• WHAT YOU NEED TO DO: Filter these entries down to the lines that hold the word "UserCreateDBRequest", and show each of them.

Stored entries:
________________________________________

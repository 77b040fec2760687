//! Authentication handlers: login, logout, registration.

use axum::{
    Json,
    extract::State,
    http::header::SET_COOKIE,
    response::AppendHeaders,
};

use crate::{
    AppState,
    api::models::{
        Message,
        auth::{LoginRequest, Token},
        users::{UserRegister, UserResponse},
    },
    auth::{password, session},
    db::{
        handlers::{Repository, Users},
        models::users::UserCreateDBRequest,
    },
    errors::{Error, Result},
};

/// Log in with email and password.
///
/// On success the session token is returned in the body and also set as an
/// HTTP-only cookie, so both API clients and browsers are served.
#[utoipa::path(
    post,
    path = "/authentication/login",
    tag = "authentication",
    request_body = LoginRequest,
    responses(
        (status = 200, description = "Access token", body = Token),
        (status = 400, description = "Incorrect credentials or inactive user"),
    )
)]
#[tracing::instrument(skip_all)]
pub async fn login(
    State(state): State<AppState>,
    Json(request): Json<LoginRequest>,
) -> Result<(AppendHeaders<[(axum::http::HeaderName, String); 1]>, Json<Token>)> {
    let mut conn = state.db.acquire().await.map_err(|e| Error::Database(e.into()))?;
    let mut users = Users::new(&mut conn);

    // A missing user and a wrong password are indistinguishable to the caller
    let user = users.get_by_email(&request.email).await?.ok_or_else(|| Error::BadRequest {
        message: "Incorrect email or password".to_string(),
    })?;

    // Verify on a blocking thread - argon2 is deliberately expensive
    let supplied = request.password.clone();
    let stored_hash = user.hashed_password.clone();
    let verified = tokio::task::spawn_blocking(move || password::verify_string(&supplied, &stored_hash))
        .await
        .map_err(|e| Error::Internal {
            operation: format!("spawn password verification task: {e}"),
        })??;

    if !verified {
        return Err(Error::BadRequest {
            message: "Incorrect email or password".to_string(),
        });
    }

    if !user.is_active {
        return Err(Error::BadRequest {
            message: "Inactive user".to_string(),
        });
    }

    let token = session::create_session_token(user.id, &state.config)?;

    let cookie = format!(
        "{}={}; HttpOnly; SameSite=Lax; Path=/; Max-Age={}",
        state.config.auth.session.cookie_name,
        token,
        state.config.auth.session.jwt_expiry.as_secs()
    );

    Ok((AppendHeaders([(SET_COOKIE, cookie)]), Json(Token::bearer(token))))
}

/// Log out by clearing the session cookie.
#[utoipa::path(
    post,
    path = "/authentication/logout",
    tag = "authentication",
    responses(
        (status = 200, description = "Logged out", body = Message),
    )
)]
#[tracing::instrument(skip_all)]
pub async fn logout(State(state): State<AppState>) -> (AppendHeaders<[(axum::http::HeaderName, String); 1]>, Json<Message>) {
    let cookie = format!(
        "{}=; HttpOnly; SameSite=Lax; Path=/; Max-Age=0",
        state.config.auth.session.cookie_name
    );

    (AppendHeaders([(SET_COOKIE, cookie)]), Json(Message::new("Logged out")))
}

/// Register a new user account.
///
/// Self-registered users start active with every lab flag off; flags are
/// granted later by a user administrator.
#[utoipa::path(
    post,
    path = "/authentication/register",
    tag = "authentication",
    request_body = UserRegister,
    responses(
        (status = 200, description = "The registered user", body = UserResponse),
        (status = 400, description = "Invalid input or registration disabled"),
        (status = 409, description = "Email already registered"),
    )
)]
#[tracing::instrument(skip_all)]
pub async fn register(State(state): State<AppState>, Json(request): Json<UserRegister>) -> Result<Json<UserResponse>> {
    if !state.config.auth.allow_registration {
        return Err(Error::BadRequest {
            message: "User registration is disabled".to_string(),
        });
    }

    request.validate()?;

    let password_config = &state.config.auth.password;
    if request.password.len() < password_config.min_length {
        return Err(Error::BadRequest {
            message: format!("Password must be at least {} characters", password_config.min_length),
        });
    }
    if request.password.len() > password_config.max_length {
        return Err(Error::BadRequest {
            message: format!("Password must be no more than {} characters", password_config.max_length),
        });
    }

    let mut tx = state.db.begin().await.map_err(|e| Error::Database(e.into()))?;
    let mut users = Users::new(&mut tx);

    if users.get_by_email(&request.email).await?.is_some() {
        return Err(Error::BadRequest {
            message: "An account with this email address already exists".to_string(),
        });
    }

    // Hash the password on a blocking thread to avoid blocking the async runtime
    let password = request.password.clone();
    let hashed_password = tokio::task::spawn_blocking(move || password::hash_string(&password))
        .await
        .map_err(|e| Error::Internal {
            operation: format!("spawn password hashing task: {e}"),
        })??;

    let created = users.create(&UserCreateDBRequest::from_register(request, hashed_password)).await?;

    tx.commit().await.map_err(|e| Error::Database(e.into()))?;

    Ok(Json(created.into()))
}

________________________________________

• TASK RESULT:
        models::users::UserCreateDBRequest,
    let created = users.create(&UserCreateDBRequest::from_register(request, hashed_password)).await?;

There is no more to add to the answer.